Raghuveer Parthasarathy (born 1976) is an American biophysicist, and an Alec and Kay Keith Professor of Physics on the faculty of the University of Oregon.

== Early life and education ==
Born in 1976 in Mysore, India, Parthasarathy is the son of Sampath and Kalyani (née Rangaswamy) Parthasarathy. He became a U.S.citizen at age twelve in 1988 in San Diego, California.

Parthasarathy earned an A.B. in physics in 1997 from the University of California, Berkeley, and a Ph.D. physics in 2002 from the University of Chicago, with the dissertation, Electronic transport in arrays of gold nanocrystals, advised by Thomas F. Rosenbaum and Heinrich M. Jaeger.

== Career ==
Following a four year post-doc as a Miller Research Fellow at Berkeley, Parthasarathy joined the physic faculty at the University of Oregon in 2006. As a member of both the Institute of Molecular Biology and the Materials Science Institute, he researches topics of "biophysics, microbial communities, host-microbe interactions, and advanced microscopy techniques".

Since 2016, Parthasarathy has served as co-director of the University of Oregon Science Literacy Program.

Parthasarathy was named Alec and Kay Keith Professor in 2016, and promoted to full professor in 2017.

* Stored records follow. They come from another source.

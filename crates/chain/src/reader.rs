use std::sync::Arc;

use primitive_types::U256;
use shared::domain::Address;
use tracing::trace;

use crate::{
    abi::{Function, Token},
    transport::ContractTransport,
    ChainError,
};

/// Read-side chain access with typed function descriptors.
#[derive(Clone)]
pub struct ChainReader {
    transport: Arc<dyn ContractTransport>,
}

impl ChainReader {
    pub fn new(transport: Arc<dyn ContractTransport>) -> Self {
        Self { transport }
    }

    pub fn transport(&self) -> Arc<dyn ContractTransport> {
        Arc::clone(&self.transport)
    }

    pub async fn has_code(&self, address: Address) -> Result<bool, ChainError> {
        let code = self.transport.get_code(address).await?;
        Ok(!code.is_empty())
    }

    pub async fn call(
        &self,
        address: Address,
        function: &Function,
        args: &[Token],
    ) -> Result<Vec<Token>, ChainError> {
        let data = function.encode_input(args)?;
        trace!(%address, function = %function.name, "chain: call");
        let output = self.transport.call(address, data).await?;
        Ok(function.decode_output(&output)?)
    }

    /// Convenience for single-output views.
    pub async fn call_one(
        &self,
        address: Address,
        function: &Function,
        args: &[Token],
    ) -> Result<Token, ChainError> {
        let mut outputs = self.call(address, function, args).await?;
        if outputs.is_empty() {
            return Err(ChainError::Transport(format!(
                "{} returned no values",
                function.name
            )));
        }
        Ok(outputs.swap_remove(0))
    }

    pub async fn estimate_gas(
        &self,
        from: Address,
        address: Address,
        function: &Function,
        args: &[Token],
    ) -> Result<U256, ChainError> {
        let data = function.encode_input(args)?;
        self.transport.estimate_gas(from, address, data).await
    }
}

== Selected publications ==
=== Books ===
- Parthasarathy, Raghuveer (2022). "So Simple a Beginning"

=== Articles ===
- Scheibel, Thomas (2003). "Conducting nanowires built by controlled self-assembly of amyloid fibers and selective metal deposition"
- Parthasarathy, Raghuveer (2012). "Rapid, accurate particle tracking by calculation of radial symmetry centers"
- Parthasarathy, Raghuveer (2001). "Electronic Transport in Metal Nanocrystal Arrays: The Effect of Structural Disorder on Scaling Behavior"
- Parthasarathy, Raghuveer (2001). "Electronic Transport in Metal Nanocrystal Arrays: The Effect of Structural Disorder on Scaling Behavior"
- Parthasarathy, Raghuveer (2006). "Curvature-Modulated Phase Separation in Lipid Bilayer Membranes"
- Hammers, Matthew D. (2015). "A Bright Fluorescent Probe for H 2 S Enables Analyte-Responsive, 3D Imaging in Live Zebrafish Using Light Sheet Fluorescence Microscopy"
- Wiles, Travis J. (2016). "Host Gut Motility Promotes Competitive Exclusion within a Model Intestinal Microbiota"
- Logan, Savannah L. (2018). "The Vibrio cholerae type VI secretion system can modulate host intestinal mechanics to displace gut bacterial symbionts"
- Groves, Jay T. (2008). "Fluorescence Imaging of Membrane Dynamics"
- Rolig, Annah S. (2015). "Individual Members of the Microbiota Disproportionately Modulate Host Innate Immune Responses"
- Parthasarathy, Raghuveer (2004). "Percolating through Networks of Random Thresholds: Finite Temperature Electron Tunneling in Metal Nanocrystal Arrays"

== Awards, honors ==
- In 2020, Parthasarathy was elected a Fellow of the American Physical Society, cited For creative and innovative contributions to biological physics especially to our understanding of the gut microbiome and lipid bilayers.
- 2020 Williams Fellow
- 2008 National Science Foundation CAREER Award, NSF's Biomaterials Program, providing $475,000 over the five years.